We do quarterly 'reviews', we do performance targets. We take the cream of graduates and we unfortuantely do culling. It's the world of work and we are here to make money.
We are an 'out of the box' / blue sky thinking company and we are worth billions of ££ yet as a company,we are under 20 years old and the average employee is aged just 29.
The rewards at work are amazing, and yes, graduate salaries are starting on £30K+. Senior salaries (ok, share equities) are in the millions.
I look at the senior male and female managers in my company, I look at their schooling. My immediate director is from Eton, the (rare) female VPs in a male dominant management post (for their seniority) has a 2:1 in Physics from Cambridge (private schooled). I went comp all the way and I feel I struggle in the workplace which I am currently proud to be in. Not because I'm not bright enough but because I struggle with my confidence. Maybe I have got this totally wrong but the private school apprentices breezing in or at least, redbrick/Harvard/Oxbridge candidates being interviewed are extremely confident and show tremendous eloquence and aptitude over multiple round of selection and interviewing testing. It's also their 'can do' over their 'can't do' attitude.
Our HR dept does not disclose the demographics of hirees but I can tell you, in my immediate group team of 20 people, at least half went to private school.

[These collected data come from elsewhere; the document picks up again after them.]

//! Utility modules supporting lookups and batch runs.
//!
//! - [`HttpClient`]: Shared HTTP client with built-in rate limiting
//! - [`RetryConfig`] / [`with_retry`]: Retry transient lookup failures with exponential backoff
//! - [`CacheService`]: On-disk JSON cache for lookup results
//! - [`find_duplicates`] / [`deduplicate_records`]: Detect the same work resolved twice
//!
//! # Deduplication
//!
//! ```rust
//! use citeformat::models::RecordBuilder;
//! use citeformat::utils::deduplicate_records;
//!
//! let a = RecordBuilder::new().title("Deep learning").doi("10.1038/nature14539").build();
//! let b = RecordBuilder::new().title("Attention is all you need").year(2017).build();
//! let a2 = RecordBuilder::new().title("Deep Learning.").doi("10.1038/NATURE14539").build();
//!
//! let unique = deduplicate_records(vec![a, b, a2]);
//! assert_eq!(unique.len(), 2);
//! ```

mod cache;
mod dedup;
mod http;
mod retry;

pub use cache::{CacheNamespace, CacheResult, CacheService};
pub use dedup::{deduplicate_records, find_duplicates, normalize_title, Duplicate};
pub use http::HttpClient;
pub use retry::{with_retry, RetryConfig, TransientError};
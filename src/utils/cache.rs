//! Local caching for lookup responses.
//!
//! This module provides a file-based cache for DOI lookups and searches to
//! reduce network calls across runs.
//!
//! # Cache Structure
//!
//! ```text
//! ~/.cache/citeformat/
//!   records/
//!     <md5>.json
//!   searches/
//!     <md5>.json
//! ```
//!
//! Each cached item is a JSON file containing the cached data plus metadata.

use serde::de::DeserializeOwned;
use serde::{Deserialize, Serialize};
use std::fs;
use std::io::Write;
use std::path::{Path, PathBuf};
use std::time::{Duration, SystemTime};

use crate::config::CacheConfig;

/// Cache metadata stored with each cached item
#[derive(Debug, Clone, Serialize, Deserialize)]
struct CacheMetadata {
    /// When the item was cached (Unix timestamp)
    cached_at: u64,

    /// When the item expires (Unix timestamp)
    expires_at: u64,

    /// Key material the entry was stored under
    key: String,
}

#[derive(Debug, Serialize, Deserialize)]
struct CacheEntry<T> {
    metadata: CacheMetadata,
    data: T,
}

/// Kinds of cached responses, each in its own directory
#[derive(Debug, Clone, Copy, PartialEq, Eq)]
pub enum CacheNamespace {
    /// Single records fetched by DOI
    Records,
    /// Search result lists
    Searches,
}

impl CacheNamespace {
    fn dir_name(self) -> &'static str {
        match self {
            CacheNamespace::Records => "records",
            CacheNamespace::Searches => "searches",
        }
    }
}

/// Result of a cache lookup
#[derive(Debug, PartialEq)]
pub enum CacheResult<T> {
    /// Item was found and is valid
    Hit(T),

    /// Item was not found
    Miss,

    /// Item was found but has expired
    Expired,
}

/// Cache service for storing and retrieving cached data
#[derive(Debug, Clone)]
pub struct CacheService {
    base_dir: PathBuf,
    ttl: Duration,
    enabled: bool,
}

fn now_secs() -> u64 {
    SystemTime::now()
        .duration_since(SystemTime::UNIX_EPOCH)
        .unwrap_or_default()
        .as_secs()
}

impl CacheService {
    /// Create a cache service with the given config
    pub fn from_config(config: &CacheConfig) -> Self {
        Self {
            base_dir: config.resolved_directory(),
            ttl: config.ttl(),
            enabled: config.enabled,
        }
    }

    /// Create an enabled cache rooted at `base_dir`
    pub fn at(base_dir: impl Into<PathBuf>, ttl: Duration) -> Self {
        Self {
            base_dir: base_dir.into(),
            ttl,
            enabled: true,
        }
    }

    /// Check if caching is enabled
    pub fn is_enabled(&self) -> bool {
        self.enabled
    }

    /// Get the cache directory
    pub fn cache_dir(&self) -> &Path {
        &self.base_dir
    }

    fn entry_path(&self, namespace: CacheNamespace, key: &str) -> PathBuf {
        let digest = md5::compute(key.as_bytes());
        self.base_dir
            .join(namespace.dir_name())
            .join(format!("{:x}.json", digest))
    }

    /// Read a cached value
    pub fn get<T: DeserializeOwned>(&self, namespace: CacheNamespace, key: &str) -> CacheResult<T> {
        if !self.enabled {
            return CacheResult::Miss;
        }

        let path = self.entry_path(namespace, key);
        let content = match fs::read_to_string(&path) {
            Ok(content) => content,
            Err(_) => {
                tracing::debug!("Cache MISS for {}", key);
                return CacheResult::Miss;
            }
        };

        match serde_json::from_str::<CacheEntry<T>>(&content) {
            Ok(entry) if entry.metadata.key != key => CacheResult::Miss,
            Ok(entry) if now_secs() >= entry.metadata.expires_at => {
                tracing::debug!("Cache expired for {}", key);
                CacheResult::Expired
            }
            Ok(entry) => {
                tracing::debug!("Cache HIT for {}", key);
                CacheResult::Hit(entry.data)
            }
            Err(e) => {
                tracing::debug!("Ignoring unreadable cache entry {}: {}", path.display(), e);
                CacheResult::Miss
            }
        }
    }

    /// Store a value. Failures are logged and otherwise ignored.
    pub fn set<T: Serialize>(&self, namespace: CacheNamespace, key: &str, data: &T) {
        if !self.enabled {
            return;
        }

        let now = now_secs();
        let entry = CacheEntry {
            metadata: CacheMetadata {
                cached_at: now,
                expires_at: now.saturating_add(self.ttl.as_secs()),
                key: key.to_string(),
            },
            data,
        };

        let path = self.entry_path(namespace, key);
        if let Err(e) = write_atomic(&path, &entry) {
            tracing::warn!("Failed to write cache entry {}: {}", path.display(), e);
        } else {
            tracing::debug!("Cached {}", key);
        }
    }
}

/// Serialize to a temporary file beside `path`, then rename over it
fn write_atomic<T: Serialize>(path: &Path, data: &T) -> std::io::Result<()> {
    let dir = path
        .parent()
        .ok_or_else(|| std::io::Error::new(std::io::ErrorKind::InvalidInput, "no parent dir"))?;
    fs::create_dir_all(dir)?;

    let mut file = tempfile::NamedTempFile::new_in(dir)?;
    serde_json::to_writer(&mut file, data)?;
    file.flush()?;
    file.persist(path).map_err(|e| e.error)?;
    Ok(())
}
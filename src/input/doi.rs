//! DOI recognition and normalization.
//!
//! DOIs have the format "10.xxxx/suffix" where xxxx is a registrant code of
//! four to nine digits. They appear in input either bare, with a `doi:`
//! prefix, or as a resolver URL (`https://doi.org/...`, `http://dx.doi.org/...`).

use regex::Regex;
use std::sync::OnceLock;

fn bare_doi_regex() -> &'static Regex {
    static RE: OnceLock<Regex> = OnceLock::new();
    RE.get_or_init(|| Regex::new(r"^10\.\d{4,9}/\S+$").expect("DOI pattern is valid"))
}

fn resolver_prefix_regex() -> &'static Regex {
    static RE: OnceLock<Regex> = OnceLock::new();
    RE.get_or_init(|| {
        Regex::new(r"(?i)^(?:https?://(?:www\.|dx\.)?doi\.org/|doi:\s*)")
            .expect("resolver pattern is valid")
    })
}

/// Strip resolver prefixes and percent-encoding from a DOI-like token.
fn strip_resolver(token: &str) -> Option<String> {
    let token = token.trim();
    let stripped = resolver_prefix_regex().replace(token, "");
    let had_prefix = stripped.len() != token.len();

    if had_prefix && stripped.contains('%') {
        return urlencoding::decode(&stripped).ok().map(|s| s.into_owned());
    }
    Some(stripped.into_owned())
}

/// Recognize a single token as a DOI.
///
/// Returns the bare DOI with its original casing. Trailing sentence
/// punctuation (`.`, `,`, `;`) is not part of the DOI.
pub fn parse_doi(token: &str) -> Option<String> {
    let bare = strip_resolver(token)?;
    let bare = bare.trim_end_matches(&['.', ',', ';'][..]);

    if bare_doi_regex().is_match(bare) {
        Some(bare.to_string())
    } else {
        None
    }
}

/// Find the first DOI among the whitespace- or pipe-separated tokens of a line
pub fn find_doi(line: &str) -> Option<String> {
    line.split(|c: char| c.is_whitespace() || c == '|')
        .filter(|token| !token.is_empty())
        .find_map(parse_doi)
}

/// Canonical comparison form of a DOI: bare and lowercase
pub fn normalize_doi(doi: &str) -> String {
    strip_resolver(doi)
        .unwrap_or_else(|| doi.to_string())
        .trim()
        .to_lowercase()
}
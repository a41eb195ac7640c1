//! Input lines, typed queries and the search requests derived from them.

use serde::{Deserialize, Serialize};
use std::fmt;

/// A single non-comment input line
#[derive(Debug, Clone, PartialEq, Eq, Serialize, Deserialize)]
pub struct RawLine {
    /// 1-based line number in the original input
    pub number: usize,

    /// Line text with surrounding whitespace removed
    pub text: String,
}

impl RawLine {
    pub fn new(number: usize, text: impl Into<String>) -> Self {
        Self {
            number,
            text: text.into(),
        }
    }
}

/// The shape of a reference description, decided by the line classifier.
///
/// Every raw line maps to exactly one variant; `FreeText` is the fallback.
#[derive(Debug, Clone, PartialEq, Eq, Serialize, Deserialize)]
#[serde(tag = "type", rename_all = "snake_case")]
pub enum Query {
    /// Direct lookup by DOI (bare form, as written)
    Doi { doi: String },

    /// A title, optionally with a year
    TitleYear { title: String, year: Option<i32> },

    /// Author and journal, optionally with a year
    AuthorJournalYear {
        author: String,
        journal: String,
        year: Option<i32>,
    },

    /// Title and journal, optionally with a year
    TitleJournalYear {
        title: String,
        journal: String,
        year: Option<i32>,
    },

    /// The most specific fuzzy input
    AuthorTitleJournalYear {
        author: String,
        title: String,
        journal: String,
        year: Option<i32>,
    },

    /// Raw search text for lines matching no other shape
    FreeText { text: String },
}

impl Query {
    /// Short identifier of the query shape
    pub fn kind(&self) -> &'static str {
        match self {
            Query::Doi { .. } => "doi",
            Query::TitleYear { .. } => "title_year",
            Query::AuthorJournalYear { .. } => "author_journal_year",
            Query::TitleJournalYear { .. } => "title_journal_year",
            Query::AuthorTitleJournalYear { .. } => "author_title_journal_year",
            Query::FreeText { .. } => "free_text",
        }
    }

    /// The DOI, for DOI queries
    pub fn doi(&self) -> Option<&str> {
        match self {
            Query::Doi { doi } => Some(doi),
            _ => None,
        }
    }
}

impl fmt::Display for Query {
    fn fmt(&self, f: &mut fmt::Formatter<'_>) -> fmt::Result {
        let year = |y: &Option<i32>| y.map(|y| format!(" [{}]", y)).unwrap_or_default();
        match self {
            Query::Doi { doi } => write!(f, "doi {}", doi),
            Query::TitleYear { title, year: y } => write!(f, "title \"{}\"{}", title, year(y)),
            Query::AuthorJournalYear {
                author,
                journal,
                year: y,
            } => write!(f, "author \"{}\" in \"{}\"{}", author, journal, year(y)),
            Query::TitleJournalYear {
                title,
                journal,
                year: y,
            } => write!(f, "title \"{}\" in \"{}\"{}", title, journal, year(y)),
            Query::AuthorTitleJournalYear {
                author,
                title,
                journal,
                year: y,
            } => write!(
                f,
                "author \"{}\", title \"{}\" in \"{}\"{}",
                author,
                title,
                journal,
                year(y)
            ),
            Query::FreeText { text } => write!(f, "free text \"{}\"", text),
        }
    }
}

/// Structured search terms sent to a bibliographic search endpoint
#[derive(Debug, Clone, PartialEq, Eq, Hash, Serialize, Deserialize)]
pub struct SearchRequest {
    /// Title terms
    pub title: Option<String>,

    /// Author terms
    pub author: Option<String>,

    /// Container (journal) terms
    pub container: Option<String>,

    /// Publication year filter
    pub year: Option<i32>,

    /// Unstructured bibliographic text
    pub bibliographic: Option<String>,

    /// Number of ranked candidates to request
    pub rows: usize,
}

impl SearchRequest {
    /// Build the search terms for a non-DOI query.
    ///
    /// Returns `None` for DOI queries, which are fetched directly.
    pub fn from_query(query: &Query, rows: usize) -> Option<Self> {
        let mut request = Self {
            title: None,
            author: None,
            container: None,
            year: None,
            bibliographic: None,
            rows: rows.max(1),
        };

        match query {
            Query::Doi { .. } => return None,
            Query::TitleYear { title, year } => {
                request.title = Some(title.clone());
                request.year = *year;
            }
            Query::AuthorJournalYear {
                author,
                journal,
                year,
            } => {
                request.author = Some(author.clone());
                request.container = Some(journal.clone());
                request.year = *year;
            }
            Query::TitleJournalYear {
                title,
                journal,
                year,
            } => {
                request.title = Some(title.clone());
                request.container = Some(journal.clone());
                request.year = *year;
            }
            Query::AuthorTitleJournalYear {
                author,
                title,
                journal,
                year,
            } => {
                request.author = Some(author.clone());
                request.title = Some(title.clone());
                request.container = Some(journal.clone());
                request.year = *year;
            }
            Query::FreeText { text } => {
                request.bibliographic = Some(text.clone());
            }
        }

        Some(request)
    }

    /// Whether any search term is present
    pub fn has_terms(&self) -> bool {
        [&self.title, &self.author, &self.container, &self.bibliographic]
            .iter()
            .any(|term| term.as_deref().is_some_and(|t| t.chars().any(char::is_alphanumeric)))
    }
}

#[cfg(test)]
mod tests {
    use super::*;

    #[test]
    fn test_search_request_from_doi_query() {
        let query = Query::Doi {
            doi: "10.1038/nature12345".to_string(),
        };
        assert!(SearchRequest::from_query(&query, 3).is_none());
    }

    #[test]
    fn test_search_request_fields() {
        let query = Query::AuthorTitleJournalYear {
            author: "Vaswani".to_string(),
            title: "Attention is all you need".to_string(),
            journal: "NeurIPS".to_string(),
            year: Some(2017),
        };
        let request = SearchRequest::from_query(&query, 0).unwrap();
        assert_eq!(request.author.as_deref(), Some("Vaswani"));
        assert_eq!(request.title.as_deref(), Some("Attention is all you need"));
        assert_eq!(request.container.as_deref(), Some("NeurIPS"));
        assert_eq!(request.year, Some(2017));
        assert_eq!(request.rows, 1);
        assert!(request.has_terms());
    }

    #[test]
    fn test_free_text_without_alphanumerics_has_no_terms() {
        let query = Query::FreeText {
            text: "#### ----".to_string(),
        };
        let request = SearchRequest::from_query(&query, 3).unwrap();
        assert!(!request.has_terms());
    }

    #[test]
    fn test_query_display() {
        let query = Query::TitleYear {
            title: "Deep learning".to_string(),
            year: Some(2015),
        };
        assert_eq!(query.to_string(), "title \"Deep learning\" [2015]");
        assert_eq!(query.kind(), "title_year");
    }
}
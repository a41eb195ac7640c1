//! Plain text and Markdown output.

use super::{render_entry, ExportOptions, Markup, DOCUMENT_TITLE};
use crate::format::FormattedCitation;

/// Text without any markup
#[derive(Debug, Default, Clone, Copy)]
pub struct PlainText;

impl Markup for PlainText {
    fn text(&self, s: &str) -> String {
        s.to_string()
    }

    fn emph(&self, content: String) -> String {
        content
    }

    fn strong(&self, content: String) -> String {
        content
    }

    fn link(&self, _url: &str, content: String) -> String {
        content
    }
}

/// Markdown emphasis; citation text is passed through unescaped
#[derive(Debug, Default, Clone, Copy)]
pub struct Markdown;

impl Markup for Markdown {
    fn text(&self, s: &str) -> String {
        s.to_string()
    }

    fn emph(&self, content: String) -> String {
        if content.is_empty() {
            return content;
        }
        format!("*{}*", content)
    }

    fn strong(&self, content: String) -> String {
        if content.is_empty() {
            return content;
        }
        format!("**{}**", content)
    }

    fn link(&self, _url: &str, content: String) -> String {
        content
    }
}

/// One citation per line
pub(super) fn plain_document(citations: &[FormattedCitation]) -> String {
    let mut out = String::new();
    for citation in citations {
        out.push_str(&render_entry(&PlainText, citation));
        out.push('\n');
    }
    out
}

/// Heading, meta line, then one paragraph per citation
pub(super) fn markdown_document(citations: &[FormattedCitation], options: &ExportOptions) -> String {
    let mut lines = vec![
        format!("# {}", DOCUMENT_TITLE),
        String::new(),
        format!("*{}*", options.meta_line()),
        String::new(),
    ];
    for citation in citations {
        lines.push(render_entry(&Markdown, citation));
        lines.push(String::new());
    }
    lines.join("\n")
}

#[cfg(test)]
mod tests {
    use super::*;
    use crate::export::tests::{fixed_options, sample_citations};
    use crate::format::CitationStyle;
    use pretty_assertions::assert_eq;

    #[test]
    fn test_plain_document_has_no_markup() {
        let citations = sample_citations(CitationStyle::Nature);
        let output = plain_document(&citations);
        let lines: Vec<&str> = output.lines().collect();
        assert_eq!(lines.len(), 2);
        assert_eq!(lines[0], citations[0].text());
        assert!(!output.contains('*'));
    }

    #[test]
    fn test_markdown_document() {
        let citations = sample_citations(CitationStyle::Nature);
        let output = markdown_document(&citations, &fixed_options(CitationStyle::Nature));
        assert_eq!(
            output,
            "# References\n\
             \n\
             *Citation style: Nature - generated 2024-05-01 09:30*\n\
             \n\
             1. **Hinton, G. E.** & Salakhutdinov, R. R. Reducing the dimensionality of data \
             with neural networks. *Science* **313**, 504-507 (2006). \
             https://doi.org/10.1126/science.1127647\n\
             \n\
             2. O'Brien, S. Fish & <chips>: a \"study\". *Journal of Food* (2019).\n"
        );
    }
}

They all take the 'stage' amazingly and everyone's public speaking is ACE.
Being schooled at a crap inner city comp, I feel I lost out on learning politics, current affairs, extra curricular, debating skills, sports, excellent good general knowledge. I never even had a music lesson at my city comp. It's was rubbish.
Most of all, at my city comp I feel that I was never taught 'how to learn' and 'problem solve'. Thinking out of the box and being creative. Being curious and working on a project that extended outside the school subject matter was never fostered. My school lacked the expectations to excel. I don't know if comprehensive school in 2015 has this expectation to excel for all their students but certainly in my workplace, we look for excellence. I don't mean 'do your best' and getting an average is OK. I mean grades matter in our hiring (not fluffy subjects but hard sciences or serious degrees*) just to get your CV on the table.
I appreciate such a career is not the end all and be all but I and my family came to this country as an immigrant with nothing and so it was bourne to us from our parents we had to work hard and excel (within the state provided resources that were given to us). There is no welfare state where we come from. You earn to survive.
I have two dcs and I am looking at private schooling. I am questioning whether it is worth it. It's a tough tough question as the costs are so high. I'm not aiming for super selective grammar. I want my children to be able to have the grit and stick it out if they make it in a professional career. And not feel the inadequacies as I do/done.